Protectionism is often blamed as a contributor to slow growth and poverty in LDCs (Lease Developed Countries) by excluding them from global trading, but a high percent of rural communities are marginalized in the global trade by actually participating more and opening up their markets.  The poorest countries that are already at a disadvantage are often forced to forgo the only means of protection against import surges and food dumping, which was the reason for the collapse of the most recent Doha talks at Geneva.  India and China wanted to protect their farmers against import surges by imposing tariffs over a certain threshold under the WTO rules of “special safety mechanism,” which was rejected by the US and the EU who insisted on even more access to their markets even as they continued to protect theirs (Patel, 2008). For India, reinstating quantitative restrictions on importing agricultural products is currently the only viable solution to protect its agriculture and safeguard the livelihood of two thirds of its people who are dependent on it ( Jafri, 2005).

In looking closely at these policies, the discrepancies between what they are designed to do and the actual outcome on the ground are clearly visible and outstanding in terms of the policies that are implemented in the developed countries as opposed to the developing and least developed countries.  For instance, while the policies call for reduction of trade-distorting export subsidies, it is often the poor countries that are forced to comply with rules and not the powerful ones.  The US and the EU have the highest export subsidies and although they have promised to reduce them, it will not take into effect until 2012 and 2013 (Jafri, 2005). Also most of these subsidies go to the rich farmers; a Heritage Foundation report includes Ted Turner and David Rockefeller being among some of those recipients (Reidl, 2002). In 2002, US almost doubled its farm subsidies after promising reduction at the Doha Development talks (Stiglitz, 2006, p80).

When IMF states that the Developing countries can benefit more by liberalizing their agriculture sector because of their competitive advantage in that area, in reality that is far from what takes place.  At the Hong Kong Ministerial of 2005, US offered to open up its market to most products from the least developed countried, but to products that they do not produce such as jet engines from Bangladesh rather than what they in actuality produce (Stiglitz, p83). And Africa Renewal reports that African countries like Zambia are encouraged to export technical manufactured products and things that they do not manufacture and are limited from exporting what they can produce (Fleshman, 2006).

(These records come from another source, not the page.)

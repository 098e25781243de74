//! Integration tests for the git-pr binary

#![allow(deprecated)] // cargo_bin is the standard way to test CLI binaries

use assert_cmd::Command;
use predicates::prelude::*;

// =============================================================================
// CLI Tests
// =============================================================================

#[test]
fn test_cli_help() {
    let mut cmd = Command::cargo_bin("git-pr").unwrap();
    cmd.arg("--help");

    cmd.assert()
        .success()
        .stdout(predicate::str::contains("Land stacked GitHub pull requests"));
}

#[test]
fn test_cli_version() {
    let mut cmd = Command::cargo_bin("git-pr").unwrap();
    cmd.arg("--version");

    cmd.assert()
        .success()
        .stdout(predicate::str::contains(env!("CARGO_PKG_VERSION")));
}

#[test]
fn test_land_help_lists_options() {
    let mut cmd = Command::cargo_bin("git-pr").unwrap();
    cmd.args(["land", "--help"]);

    cmd.assert()
        .success()
        .stdout(predicate::str::contains("--dry-run"))
        .stdout(predicate::str::contains("--interactive"))
        .stdout(predicate::str::contains("--strategy"))
        .stdout(predicate::str::contains("--no-delete-branch"));
}

#[test]
fn test_status_help() {
    let mut cmd = Command::cargo_bin("git-pr").unwrap();
    cmd.args(["status", "--help"]);

    cmd.assert()
        .success()
        .stdout(predicate::str::contains("--include-other-authors"));
}

#[test]
fn test_yes_and_no_sync_conflict() {
    let mut cmd = Command::cargo_bin("git-pr").unwrap();
    cmd.args(["land", "--yes", "--no-sync"]);

    cmd.assert()
        .failure()
        .stderr(predicate::str::contains("cannot be used with"));
}

#[test]
fn test_missing_subcommand_fails() {
    let mut cmd = Command::cargo_bin("git-pr").unwrap();

    cmd.assert().failure();
}

#[test]
fn test_missing_repository_fails() {
    let dir = tempfile::tempdir().unwrap();
    let missing = dir.path().join("does-not-exist");

    let mut cmd = Command::cargo_bin("git-pr").unwrap();
    cmd.arg("-C").arg(&missing).arg("status");

    cmd.assert().failure();
}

Studies show that the number of people in poverty in Africa doubled in the last 2 decades (Stiglitz, p42).  The Food and Agriculture Organization (FAO) reports that Africa “from being a net food exporter in the 1970s…is now heavily reliant on commercial imports and emergency aid.  Some 42 African countries depend on imports in even the best of times. It is the only world region where crop yields have stagnated, leaving as many as one in three Africans chronically malnourished.” (Fleshman, 2008)  One subsidy that has attracted a lot of attention is the cotton.  US provides a $4 billion dollar cotton subsidy that has hurt farmers in West Arica by artificially lowering the international prices.  For the West African counties of Mali, Burkina Faso, Chad and Benin, the revenue from exporting cotton represents a substantial portion of their national income (Oxfam, 2002).   In July of 2008, Oxfam reported: “Cotton has become a symbol of the unfairness of the global trading system. In West Africa alone, ten million people depend on cotton for their livelihoods.” (Mazzei, 2008)  And the latest Farm Bill did not reflect a reform of the subsidies despite the illegal implications.

But Africa has not been alone in hurting from these subsidies.  There is a region in India formerly called the cotton belt, which is now referred to as the suicide belt where tens of thousands of farmers have committed suicides in the last decade.  According to the documentary, The Dying Fields, three suicides a day filled the first part of the year 2007 and farmers commit suicide sometimes for being in debt for as low as 150 dollars.  As the price of cotton has been collapsing the price of seeds and fertilizers have been rising and farmers are not allowed to save seeds due to the patented seeds under the TRIP agreement of WTO.  When the genetically modified seeds called the Bt cotton entered the Indian market by Monsanto (often under different Indian names), it promised high yield and to be pest resistant.  But it is expensive, and works best with irrigation which most farmers lack and have to rely on well-behaved monsoons.  So when the harvest goes bad, they are left with debt and in danger of losing their farms and having to fend for themselves without any government support.  In India, 700 million people are dependent on land for their livelihood. The US cotton subsidies given to agribusiness encourage over-production, which are dumped on the world market artificially lowering prices, which was instrumental to the failure of the Cancun talks in 2003.  While Brazil threatened sanctions against US and WTO, and called the subsidies violation of international law, the US did little to cut down the subsidies (PBS). (Note: an agreement was finally reached as of June of 2010, Schnepf).

Another victim of liberalization has been Haiti, a member of WTO and the poorest country in the Western Hemisphere.  With a significant reduction in tariffs, US imported rice escalated drastically and 50,000 farmers were affected.  Now two-thirds of rice in Haiti is imported and two-thirds of the income of the rural community is spent on food. This is a typical example of going from food security to insecurity and dependency.  Ghana has also experienced a decrease in its level of rice production from 60 to 20 percent as a result of liberalization and a large majority of its domestic rice producers were wiped out as a result of imported subsidized rice from United States (Patel, 2008).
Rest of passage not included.